YOUR GOAL: Among the entries below, how many lines have the word "AuthConfig"? Answer only with the number.

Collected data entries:
^^^^^^^^
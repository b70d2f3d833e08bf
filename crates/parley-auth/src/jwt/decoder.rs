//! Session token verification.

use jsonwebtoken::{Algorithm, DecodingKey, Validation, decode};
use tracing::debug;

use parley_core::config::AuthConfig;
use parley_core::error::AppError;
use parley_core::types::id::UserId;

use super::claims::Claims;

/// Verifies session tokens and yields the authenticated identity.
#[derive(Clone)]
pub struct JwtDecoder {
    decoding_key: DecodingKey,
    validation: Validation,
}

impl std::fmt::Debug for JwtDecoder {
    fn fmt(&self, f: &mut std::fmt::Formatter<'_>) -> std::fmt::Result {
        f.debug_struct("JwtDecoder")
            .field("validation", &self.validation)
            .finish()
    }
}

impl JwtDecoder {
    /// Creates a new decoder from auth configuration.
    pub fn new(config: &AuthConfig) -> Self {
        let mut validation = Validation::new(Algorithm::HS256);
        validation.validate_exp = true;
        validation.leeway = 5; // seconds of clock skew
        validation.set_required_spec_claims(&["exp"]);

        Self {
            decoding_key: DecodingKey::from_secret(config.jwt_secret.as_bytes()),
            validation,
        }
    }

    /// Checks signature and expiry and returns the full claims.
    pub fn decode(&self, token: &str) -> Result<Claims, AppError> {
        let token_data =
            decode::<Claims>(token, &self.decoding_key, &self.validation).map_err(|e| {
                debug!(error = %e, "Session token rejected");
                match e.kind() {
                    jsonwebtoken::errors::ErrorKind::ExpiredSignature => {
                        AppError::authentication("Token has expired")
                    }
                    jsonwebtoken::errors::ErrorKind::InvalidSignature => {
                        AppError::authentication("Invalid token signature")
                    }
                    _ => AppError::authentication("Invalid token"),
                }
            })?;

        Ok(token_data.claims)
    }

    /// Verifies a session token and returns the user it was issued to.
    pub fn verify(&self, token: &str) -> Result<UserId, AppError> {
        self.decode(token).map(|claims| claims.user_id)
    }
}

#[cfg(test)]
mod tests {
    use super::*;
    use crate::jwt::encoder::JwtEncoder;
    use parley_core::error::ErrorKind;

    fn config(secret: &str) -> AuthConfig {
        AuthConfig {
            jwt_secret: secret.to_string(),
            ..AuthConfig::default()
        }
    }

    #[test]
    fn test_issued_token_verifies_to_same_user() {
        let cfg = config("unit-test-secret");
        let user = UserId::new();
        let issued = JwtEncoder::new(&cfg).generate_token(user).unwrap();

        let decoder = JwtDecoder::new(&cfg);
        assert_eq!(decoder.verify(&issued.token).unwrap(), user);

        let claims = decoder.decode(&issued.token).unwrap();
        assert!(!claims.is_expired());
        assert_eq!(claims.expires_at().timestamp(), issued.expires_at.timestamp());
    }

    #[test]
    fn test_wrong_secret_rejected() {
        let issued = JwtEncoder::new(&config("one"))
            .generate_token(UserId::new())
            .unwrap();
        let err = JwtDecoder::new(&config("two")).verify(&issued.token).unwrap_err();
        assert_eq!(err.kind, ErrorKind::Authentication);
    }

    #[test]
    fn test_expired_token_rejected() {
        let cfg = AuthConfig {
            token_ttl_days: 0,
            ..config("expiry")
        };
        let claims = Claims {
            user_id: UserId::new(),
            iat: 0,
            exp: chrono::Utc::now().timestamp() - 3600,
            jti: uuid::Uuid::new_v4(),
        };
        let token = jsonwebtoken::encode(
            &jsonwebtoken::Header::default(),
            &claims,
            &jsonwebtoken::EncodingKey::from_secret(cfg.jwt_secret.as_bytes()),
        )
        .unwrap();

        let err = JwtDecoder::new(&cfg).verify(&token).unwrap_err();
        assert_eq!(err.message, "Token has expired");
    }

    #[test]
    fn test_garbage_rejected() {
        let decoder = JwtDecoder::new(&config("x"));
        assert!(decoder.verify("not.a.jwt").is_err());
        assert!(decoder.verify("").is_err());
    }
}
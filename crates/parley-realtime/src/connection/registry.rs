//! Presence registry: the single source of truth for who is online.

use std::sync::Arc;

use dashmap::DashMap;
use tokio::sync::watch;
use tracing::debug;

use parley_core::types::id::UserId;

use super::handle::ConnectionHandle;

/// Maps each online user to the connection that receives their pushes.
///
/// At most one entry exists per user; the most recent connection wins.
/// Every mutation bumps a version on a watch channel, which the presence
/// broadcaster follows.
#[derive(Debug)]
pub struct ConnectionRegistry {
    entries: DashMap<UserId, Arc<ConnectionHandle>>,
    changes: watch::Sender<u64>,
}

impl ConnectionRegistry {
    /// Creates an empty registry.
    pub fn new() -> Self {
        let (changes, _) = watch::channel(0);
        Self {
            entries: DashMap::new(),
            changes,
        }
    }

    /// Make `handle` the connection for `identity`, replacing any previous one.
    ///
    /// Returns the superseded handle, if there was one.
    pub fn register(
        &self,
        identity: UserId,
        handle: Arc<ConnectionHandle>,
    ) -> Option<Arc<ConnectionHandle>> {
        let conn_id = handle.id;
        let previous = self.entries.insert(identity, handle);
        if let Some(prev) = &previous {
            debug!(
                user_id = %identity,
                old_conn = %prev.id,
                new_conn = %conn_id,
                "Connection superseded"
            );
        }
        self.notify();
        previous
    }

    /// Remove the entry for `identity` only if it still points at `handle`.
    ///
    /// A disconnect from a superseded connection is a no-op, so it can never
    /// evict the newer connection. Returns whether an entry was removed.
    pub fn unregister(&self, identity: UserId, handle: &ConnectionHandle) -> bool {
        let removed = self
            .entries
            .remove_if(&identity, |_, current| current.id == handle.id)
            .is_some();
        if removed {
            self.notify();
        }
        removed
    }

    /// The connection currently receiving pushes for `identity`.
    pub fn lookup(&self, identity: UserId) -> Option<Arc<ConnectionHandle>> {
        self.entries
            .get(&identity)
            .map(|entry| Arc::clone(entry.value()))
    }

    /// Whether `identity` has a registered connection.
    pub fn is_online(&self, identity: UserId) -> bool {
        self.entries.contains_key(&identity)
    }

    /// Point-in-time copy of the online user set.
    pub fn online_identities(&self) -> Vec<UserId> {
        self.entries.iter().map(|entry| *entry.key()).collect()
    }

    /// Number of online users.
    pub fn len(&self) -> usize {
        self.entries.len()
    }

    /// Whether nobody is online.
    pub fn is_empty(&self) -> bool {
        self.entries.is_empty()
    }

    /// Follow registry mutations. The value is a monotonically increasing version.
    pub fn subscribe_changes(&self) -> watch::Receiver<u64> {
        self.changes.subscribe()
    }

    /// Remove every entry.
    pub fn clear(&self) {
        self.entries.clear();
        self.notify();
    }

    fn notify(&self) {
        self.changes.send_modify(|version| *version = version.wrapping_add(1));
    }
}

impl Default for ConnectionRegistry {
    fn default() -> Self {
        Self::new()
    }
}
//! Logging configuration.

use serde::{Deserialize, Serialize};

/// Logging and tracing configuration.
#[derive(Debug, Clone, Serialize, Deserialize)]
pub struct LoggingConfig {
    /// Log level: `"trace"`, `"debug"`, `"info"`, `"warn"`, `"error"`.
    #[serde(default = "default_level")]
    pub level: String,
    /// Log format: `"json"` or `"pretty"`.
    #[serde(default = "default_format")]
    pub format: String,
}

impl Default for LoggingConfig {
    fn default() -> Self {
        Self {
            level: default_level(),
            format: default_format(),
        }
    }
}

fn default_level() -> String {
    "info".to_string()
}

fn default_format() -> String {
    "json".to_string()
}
^^^^^^^^
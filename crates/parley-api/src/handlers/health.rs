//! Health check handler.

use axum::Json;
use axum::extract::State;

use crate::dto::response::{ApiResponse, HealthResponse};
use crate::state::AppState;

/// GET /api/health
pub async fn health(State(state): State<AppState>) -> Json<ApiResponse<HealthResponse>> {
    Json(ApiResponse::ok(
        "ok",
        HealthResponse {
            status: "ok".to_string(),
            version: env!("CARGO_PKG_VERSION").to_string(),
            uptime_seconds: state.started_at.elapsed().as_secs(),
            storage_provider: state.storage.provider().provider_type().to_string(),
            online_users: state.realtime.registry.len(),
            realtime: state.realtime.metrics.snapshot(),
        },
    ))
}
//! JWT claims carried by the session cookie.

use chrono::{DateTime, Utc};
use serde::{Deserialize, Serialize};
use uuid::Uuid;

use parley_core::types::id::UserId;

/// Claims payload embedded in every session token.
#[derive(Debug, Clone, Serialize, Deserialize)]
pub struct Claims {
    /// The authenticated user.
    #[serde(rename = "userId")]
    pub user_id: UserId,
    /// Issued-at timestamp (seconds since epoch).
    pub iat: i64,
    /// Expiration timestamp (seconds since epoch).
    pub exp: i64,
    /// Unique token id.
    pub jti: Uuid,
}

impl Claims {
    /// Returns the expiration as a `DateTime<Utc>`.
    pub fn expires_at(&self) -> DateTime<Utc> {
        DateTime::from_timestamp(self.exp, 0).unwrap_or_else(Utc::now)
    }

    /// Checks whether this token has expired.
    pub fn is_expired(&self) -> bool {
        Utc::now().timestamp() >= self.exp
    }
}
^^^^^^^^
ANSWER TO THIS PROBLEM: 6